Reviewed by Stephen MacMillan Moser, Fri., Aug. 23, 2002

WRITTEN ON THE WIND (1956)
D: Douglas Sirk; with Robert Stack, Lauren Bacall, Rock Hudson, Dorothy Malone.
This turgid potboiler is among the best ... and, of course, the best are done by Douglas Sirk. The movie really belongs to Dorothy Malone, who won an Oscar for her portrayal as Marylee Hadley, the over-tanned, over-bleached, boozy, slutty daughter of an oil tycoon. Marylee's in love with her brother Kyle's best friend, Mitch (Hudson), and will try practically anything to trap him. Mitch is in love with Lucy (Bacall). Lucy is married to Kyle (Stack), but is in love with Mitch. Marylee is insanely jealous that Mitch doesn't want her.
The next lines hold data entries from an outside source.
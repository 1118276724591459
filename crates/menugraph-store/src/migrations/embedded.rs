//! Embedded SQL migrations

pub struct Migration {
    pub id: &'static str,
    pub sql: &'static str,
}

/// All migrations, in application order
pub fn get_migrations() -> Vec<Migration> {
    vec![Migration {
        id: "001_objects",
        sql: include_str!("../../migrations/001_objects.sql"),
    }]
}
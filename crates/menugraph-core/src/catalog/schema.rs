//! Ownership schema of the food catalog

use crate::schema::Schema;

pub const DISH: &str = "Dish";
pub const DISH_VARIANT: &str = "DishVariant";
pub const DOUGH_OPTION: &str = "DoughOption";
pub const TOPPING: &str = "Topping";
pub const CHEESE_BORDER: &str = "CheeseBorder";
pub const MONEY: &str = "Money";
pub const CATALOG_STATE: &str = "CatalogState";

/// Schema of every catalog entity kind
///
/// A variant's owning dish is not declared: it is read from the store's
/// reverse index (see [`owning_dish`](super::owning_dish)).
pub fn catalog_schema() -> Schema {
    Schema::builder()
        .entity(DISH)
        .scalar("external_id")
        .scalar("name")
        .scalar("description")
        .scalar("category")
        .scalar("sort_order")
        .owns_many("variants")
        .owns_one("price")
        .owns_one("old_price")
        .owns_many("toppings")
        .entity(DISH_VARIANT)
        .scalar("external_id")
        .scalar("name")
        .scalar("weight")
        .owns_many("doughs")
        .owns_one("price")
        .refers_one("cheese_border")
        .entity(DOUGH_OPTION)
        .scalar("external_id")
        .scalar("name")
        .entity(TOPPING)
        .scalar("external_id")
        .scalar("name")
        .owns_one("price")
        .entity(CHEESE_BORDER)
        .scalar("external_id")
        .scalar("name")
        .owns_one("price")
        .entity(MONEY)
        .scalar("amount")
        .entity(CATALOG_STATE)
        .scalar("last_update")
        .scalar("content_hash")
        .build()
}
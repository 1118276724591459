//! In-memory capture of log events for test assertions

use menugraph_core_types::schema::{FIELD_COMPONENT, FIELD_EVENT, FIELD_OP};
use std::collections::HashMap;
use std::sync::{Arc, Mutex, OnceLock};
use tracing::field::{Field, Visit};
use tracing::{Level, Subscriber};
use tracing_subscriber::layer::{Context, SubscriberExt};
use tracing_subscriber::registry::LookupSpan;
use tracing_subscriber::util::SubscriberInitExt;
use tracing_subscriber::Layer;

/// One recorded event with its fields rendered as strings
#[derive(Clone, Debug)]
pub struct CapturedEvent {
    pub level: Level,
    pub component: Option<String>,
    pub op: Option<String>,
    pub event: Option<String>,
    pub fields: HashMap<String, String>,
}

impl CapturedEvent {
    pub fn field(&self, name: &str) -> Option<&str> {
        self.fields.get(name).map(String::as_str)
    }
}

#[derive(Default)]
struct FieldVisitor {
    fields: HashMap<String, String>,
}

impl FieldVisitor {
    fn put(&mut self, field: &Field, value: String) {
        self.fields.insert(field.name().to_string(), value);
    }
}

impl Visit for FieldVisitor {
    fn record_debug(&mut self, field: &Field, value: &dyn std::fmt::Debug) {
        self.put(field, format!("{:?}", value));
    }

    fn record_str(&mut self, field: &Field, value: &str) {
        self.put(field, value.to_string());
    }

    fn record_i64(&mut self, field: &Field, value: i64) {
        self.put(field, value.to_string());
    }

    fn record_u64(&mut self, field: &Field, value: u64) {
        self.put(field, value.to_string());
    }

    fn record_bool(&mut self, field: &Field, value: bool) {
        self.put(field, value.to_string());
    }
}

struct CaptureLayer {
    events: Arc<Mutex<Vec<CapturedEvent>>>,
}

impl<S> Layer<S> for CaptureLayer
where
    S: Subscriber + for<'a> LookupSpan<'a>,
{
    fn on_event(&self, event: &tracing::Event<'_>, _ctx: Context<'_, S>) {
        let mut visitor = FieldVisitor::default();
        event.record(&mut visitor);

        let captured = CapturedEvent {
            level: *event.metadata().level(),
            component: visitor.fields.get(FIELD_COMPONENT).cloned(),
            op: visitor.fields.get(FIELD_OP).cloned(),
            event: visitor.fields.get(FIELD_EVENT).cloned(),
            fields: visitor.fields,
        };

        if let Ok(mut events) = self.events.lock() {
            events.push(captured);
        }
    }
}

/// Shared handle to the captured event buffer
#[derive(Clone)]
pub struct TestCapture {
    events: Arc<Mutex<Vec<CapturedEvent>>>,
}

impl TestCapture {
    pub fn events(&self) -> Vec<CapturedEvent> {
        self.events.lock().map(|e| e.clone()).unwrap_or_default()
    }

    /// Events recorded for one operation name
    pub fn events_for(&self, op: &str) -> Vec<CapturedEvent> {
        self.events()
            .into_iter()
            .filter(|e| e.op.as_deref() == Some(op))
            .collect()
    }

    /// # Panics
    ///
    /// Panics if no event with this `op` and `event` was captured.
    pub fn assert_event_exists(&self, op: &str, event: &str) {
        let events = self.events();
        let found = events
            .iter()
            .any(|e| e.op.as_deref() == Some(op) && e.event.as_deref() == Some(event));
        assert!(
            found,
            "Expected event op={} event={} not found in {} captured events",
            op,
            event,
            events.len()
        );
    }

    pub fn count_events<F>(&self, predicate: F) -> usize
    where
        F: Fn(&CapturedEvent) -> bool,
    {
        self.events().iter().filter(|e| predicate(e)).count()
    }

    pub fn clear(&self) {
        if let Ok(mut events) = self.events.lock() {
            events.clear();
        }
    }
}

static GLOBAL_CAPTURE: OnceLock<TestCapture> = OnceLock::new();

/// Install (once per process) the capture layer as global subscriber
///
/// Tests share the buffer, so assertions should filter by a unique op name.
///
/// ```
/// use menugraph_core::logging_facility::init_test_capture;
/// use menugraph_core::log_op_start;
///
/// let capture = init_test_capture();
/// log_op_start!("doc_capture_op");
/// capture.assert_event_exists("doc_capture_op", "start");
/// ```
pub fn init_test_capture() -> TestCapture {
    GLOBAL_CAPTURE
        .get_or_init(|| {
            let events = Arc::new(Mutex::new(Vec::new()));
            let layer = CaptureLayer {
                events: events.clone(),
            };
            let _ = tracing_subscriber::registry().with(layer).try_init();
            TestCapture { events }
        })
        .clone()
}
//! Correlation ids for request tracking
//!
//! A `RequestId` ties together every log event emitted while serving one
//! logical request (a catalog refresh, a CLI invocation).

use serde::{Deserialize, Serialize};
use uuid::Uuid;

/// Unique identifier for a single request or operation
#[derive(Debug, Clone, PartialEq, Eq, Hash, Serialize, Deserialize)]
pub struct RequestId(String);

impl RequestId {
    /// Generate a new time-ordered RequestId using UUIDv7
    pub fn new() -> Self {
        Self(Uuid::now_v7().to_string())
    }

    /// Get the string representation
    pub fn as_str(&self) -> &str {
        &self.0
    }

    /// Create from an existing string (for deserialization)
    pub fn from_string(s: String) -> Self {
        Self(s)
    }
}

impl Default for RequestId {
    fn default() -> Self {
        Self::new()
    }
}

impl std::fmt::Display for RequestId {
    fn fmt(&self, f: &mut std::fmt::Formatter<'_>) -> std::fmt::Result {
        write!(f, "{}", self.0)
    }
}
Kyle wants children, but there seems to be a problem: Kyle is sterile ... or so he thinks. Everyone's always dressed to the nines, and they all drink and drive constantly. The actresses look fabulous in gorgeous Fifties couture, even if their Fifties eyebrows are twice the size of the men's. Meanwhile, the viperous Marylee is telling the drunken Kyle to keep an eye on his wife and Mitch. "You're a filthy liar," he says, to which she replies, "I'm filth. Period." And she's right. As she performs a very tawdry mambo in her room, she peels out of her evening gown and into a flame-colored peignoir, kicking up her heels and caressing herself, while on the stairs outside her room, her father is dying of a heart attack. There's even more scandal to be had, ending with that final delicious shot: Marylee, now the queen of Hadley Oil, in her butchest Eve Arden lady-boss suit, as she almost lasciviously strokes and caresses a miniature oil derrick beneath a portrait of her father. Pure Camp, with a capital C.